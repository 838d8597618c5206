use std::collections::HashSet;

use eframe::egui::{self, Align2, Color32, FontId, Key, Pos2, Rect, Sense, Ui, Vec2, vec2};
use tracing::debug;

use crate::interaction::{InteractionController, InteractionOutcome, PointerEvent};
use crate::layout::{Viewport, force_layout};
use crate::model::{DependencyGraph, GraphNode};
use crate::render::{Palette, build_scene, paint};
use crate::view_state::ViewState;

/// What changed on the canvas during one frame, for the surrounding UI.
#[derive(Clone, Debug, Default)]
pub struct CanvasResponse {
    /// Full record of a node picked by click this frame.
    pub clicked: Option<GraphNode>,
    /// `Some` when the hovered node changed; the inner value is the new hover.
    pub hover_changed: Option<Option<GraphNode>>,
}

/// Interactive graph widget: owns positions, camera, hover and selection.
///
/// Layout is recomputed synchronously whenever the graph is replaced or the
/// widget size changes; every other frame only repaints.
pub struct GraphCanvas {
    graph: DependencyGraph,
    positions: Vec<Pos2>,
    layout_viewport: Option<Viewport>,
    state: ViewState,
    controller: InteractionController,
    palette: Palette,
}

impl GraphCanvas {
    pub fn new(palette: Palette) -> Self {
        Self {
            graph: DependencyGraph::default(),
            positions: Vec::new(),
            layout_viewport: None,
            state: ViewState::default(),
            controller: InteractionController::default(),
            palette,
        }
    }

    /// Replaces the graph, keeping the camera and carrying the selection over by id.
    pub fn set_graph(&mut self, graph: DependencyGraph) {
        let selected_id = self.selected_node().map(|node| node.id.clone());

        self.state.forget_nodes();
        self.controller = InteractionController::default();
        self.state.selected = selected_id.and_then(|id| graph.index_of(&id));
        self.graph = graph;
        self.positions.clear();
        self.layout_viewport = None;
    }

    pub fn set_palette(&mut self, palette: Palette) {
        self.palette = palette;
    }

    pub fn set_highlighted(&mut self, highlighted: HashSet<usize>) {
        self.state.highlighted = highlighted;
    }

    pub fn graph(&self) -> &DependencyGraph {
        &self.graph
    }

    pub fn positions(&self) -> &[Pos2] {
        &self.positions
    }

    pub fn view_state(&self) -> &ViewState {
        &self.state
    }

    pub fn selected_index(&self) -> Option<usize> {
        self.state.selected
    }

    pub fn selected_node(&self) -> Option<&GraphNode> {
        self.state.selected.and_then(|index| self.graph.node(index))
    }

    pub fn select_by_id(&mut self, id: &str) -> Option<&GraphNode> {
        let index = self.graph.index_of(id)?;
        self.state.selected = Some(index);
        self.graph.node(index)
    }

    pub fn clear_selection(&mut self) {
        self.state.clear_selection();
    }

    pub fn reset_camera(&mut self) {
        self.state.camera.reset();
    }

    /// Lays the graph out for `viewport` unless it already is.
    pub fn ensure_layout(&mut self, viewport: Viewport) {
        if self.layout_viewport == Some(viewport) && self.positions.len() == self.graph.len() {
            return;
        }

        self.positions = force_layout(self.graph.len(), self.graph.links(), viewport);
        self.layout_viewport = Some(viewport);
        debug!(
            nodes = self.graph.len(),
            width = viewport.width(),
            height = viewport.height(),
            "canvas relayout"
        );
    }

    /// Feeds one canvas-local pointer event through the controller.
    pub fn handle_event(&mut self, event: PointerEvent) -> InteractionOutcome {
        self.controller.handle(event, &mut self.state, &self.positions)
    }

    fn cursor_icon(&self) -> Option<egui::CursorIcon> {
        if self.controller.is_panning() {
            Some(egui::CursorIcon::Grabbing)
        } else if self.state.hovered.is_some() || self.controller.pressed_node().is_some() {
            Some(egui::CursorIcon::PointingHand)
        } else {
            None
        }
    }

    pub fn show(&mut self, ui: &mut Ui) -> CanvasResponse {
        let (rect, response) = ui.allocate_exact_size(ui.available_size(), Sense::click_and_drag());
        self.ensure_layout(Viewport::from_size(rect.size()));

        let previous_hover = self.state.hovered;
        let mut clicked = None;
        let mut redraw = false;

        for event in pointer_events(
            ui,
            rect,
            &response,
            self.controller.is_panning(),
            self.state.hovered.is_some(),
        ) {
            let outcome = self.handle_event(event);
            if outcome.consume_scroll {
                ui.ctx().input_mut(|input| {
                    input.smooth_scroll_delta = Vec2::ZERO;
                    input.raw_scroll_delta = Vec2::ZERO;
                });
            }
            if outcome.selected.is_some() {
                clicked = outcome.selected;
            }
            redraw |= outcome.needs_redraw();
        }

        if !ui.ctx().wants_keyboard_input() {
            let (escape, reset) =
                ui.input(|input| (input.key_pressed(Key::Escape), input.key_pressed(Key::R)));
            if escape && self.state.selected.is_some() {
                self.state.clear_selection();
                redraw = true;
            }
            if reset {
                self.state.camera.reset();
                redraw = true;
            }
        }

        if let Some(cursor) = self.cursor_icon() {
            ui.output_mut(|output| {
                output.cursor_icon = cursor;
            });
        }

        let painter = ui.painter_at(rect);
        let scene = build_scene(&self.graph, &self.positions, &self.state, &self.palette);
        paint(&painter, rect, &scene, &self.state.camera, &self.palette);

        if self.graph.is_empty() {
            painter.text(
                rect.center(),
                Align2::CENTER_CENTER,
                "No nodes match the current filters.",
                FontId::proportional(15.0),
                Color32::from_gray(190),
            );
        } else if let Some(node) = self.state.hovered.and_then(|index| self.graph.node(index)) {
            let summary = format!(
                "{}  |  {}  |  deps {}  |  dependents {}",
                node.label,
                node.kind.label(),
                node.dependencies.len(),
                node.dependents.len()
            );
            painter.text(
                rect.left_top() + vec2(10.0, 10.0),
                Align2::LEFT_TOP,
                summary,
                FontId::proportional(13.0),
                Color32::from_gray(240),
            );
        }

        if redraw {
            ui.ctx().request_repaint();
        }

        let hover_changed = (self.state.hovered != previous_hover)
            .then(|| self.state.hovered.and_then(|index| self.graph.node(index)).cloned());

        CanvasResponse {
            clicked: clicked.and_then(|index| self.graph.node(index)).cloned(),
            hover_changed,
        }
    }
}

/// Translates this frame's egui pointer state into canvas-local events.
fn pointer_events(
    ui: &Ui,
    rect: Rect,
    response: &egui::Response,
    panning: bool,
    hovered_node: bool,
) -> Vec<PointerEvent> {
    let local = |pos: Pos2| (pos - rect.min).to_pos2();
    let mut events = Vec::new();

    let (hover_pos, press_origin, scroll) = ui.input(|input| {
        (
            input.pointer.hover_pos(),
            input.pointer.press_origin(),
            input.raw_scroll_delta.y,
        )
    });
    let inside = hover_pos.filter(|pos| rect.contains(*pos));

    if let Some(pos) = inside
        && response.hovered()
        && scroll.abs() > f32::EPSILON
    {
        // egui reports wheel-up as positive; the controller expects the DOM sign.
        events.push(PointerEvent::Wheel {
            pos: local(pos),
            delta_y: -scroll,
        });
    }

    if response.drag_started()
        && let Some(origin) = press_origin
    {
        events.push(PointerEvent::Pressed(local(origin)));
    }

    match inside {
        Some(pos) => events.push(PointerEvent::Moved(local(pos))),
        None if panning || hovered_node => events.push(PointerEvent::Left),
        None => {}
    }

    if response.clicked()
        && let Some(pos) = response.interact_pointer_pos()
    {
        events.push(PointerEvent::Clicked(local(pos)));
    }

    if response.drag_stopped()
        && let Some(pos) = inside
    {
        events.push(PointerEvent::Released(local(pos)));
    }

    events
}

#[cfg(test)]
mod tests {
    use super::*;
    use crate::model::{GraphEdge, NodeKind};

    fn graph(ids: &[&str]) -> DependencyGraph {
        let nodes = ids
            .iter()
            .map(|id| GraphNode::new(*id, *id, NodeKind::File))
            .collect();
        let edges = ids
            .windows(2)
            .map(|pair| GraphEdge::new(pair[0], pair[1], "imports"))
            .collect();
        DependencyGraph::new(nodes, edges)
    }

    #[test]
    fn selection_follows_id_across_graph_swaps() {
        let mut canvas = GraphCanvas::new(Palette::dependency());
        canvas.set_graph(graph(&["a", "b", "c"]));
        assert!(canvas.select_by_id("c").is_some());

        canvas.set_graph(graph(&["c", "d"]));
        assert_eq!(canvas.selected_index(), Some(0));

        canvas.set_graph(graph(&["d"]));
        assert_eq!(canvas.selected_index(), None);
    }

    #[test]
    fn layout_runs_once_per_viewport() {
        let mut canvas = GraphCanvas::new(Palette::dependency());
        canvas.set_graph(graph(&["a", "b", "c"]));

        canvas.ensure_layout(Viewport::new(800.0, 600.0));
        let first = canvas.positions().to_vec();
        assert_eq!(first.len(), 3);

        canvas.ensure_layout(Viewport::new(800.0, 600.0));
        assert_eq!(canvas.positions(), first.as_slice());

        canvas.ensure_layout(Viewport::new(1200.0, 600.0));
        assert_ne!(canvas.positions(), first.as_slice());
    }

    #[test]
    fn clicking_a_laid_out_node_selects_it() {
        let mut canvas = GraphCanvas::new(Palette::rag());
        canvas.set_graph(graph(&["a", "b"]));
        canvas.ensure_layout(Viewport::new(800.0, 600.0));

        let target = canvas.positions()[1];
        let outcome = canvas.handle_event(PointerEvent::Clicked(target));
        assert_eq!(outcome.selected, Some(1));
        assert_eq!(canvas.selected_node().map(|node| node.id.as_str()), Some("b"));

        canvas.clear_selection();
        assert_eq!(canvas.selected_index(), None);
    }

    #[test]
    fn cursor_tracks_the_gesture() {
        let mut canvas = GraphCanvas::new(Palette::dependency());
        canvas.set_graph(graph(&["a", "b"]));
        canvas.ensure_layout(Viewport::new(800.0, 600.0));
        assert_eq!(canvas.cursor_icon(), None);

        let node = canvas.positions()[0];
        canvas.handle_event(PointerEvent::Pressed(node));
        assert_eq!(canvas.cursor_icon(), Some(egui::CursorIcon::PointingHand));
        canvas.handle_event(PointerEvent::Released(node));

        canvas.handle_event(PointerEvent::Pressed(Pos2::new(-500.0, -500.0)));
        assert_eq!(canvas.cursor_icon(), Some(egui::CursorIcon::Grabbing));
        canvas.handle_event(PointerEvent::Left);
        assert_eq!(canvas.cursor_icon(), None);
    }
}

WHAT IS BEING ASKED
What lines of the data contain the string "this"? List them.

TASK RESPONSE
    /// Full record of a node picked by click this frame.
/// Translates this frame's egui pointer state into canvas-local events.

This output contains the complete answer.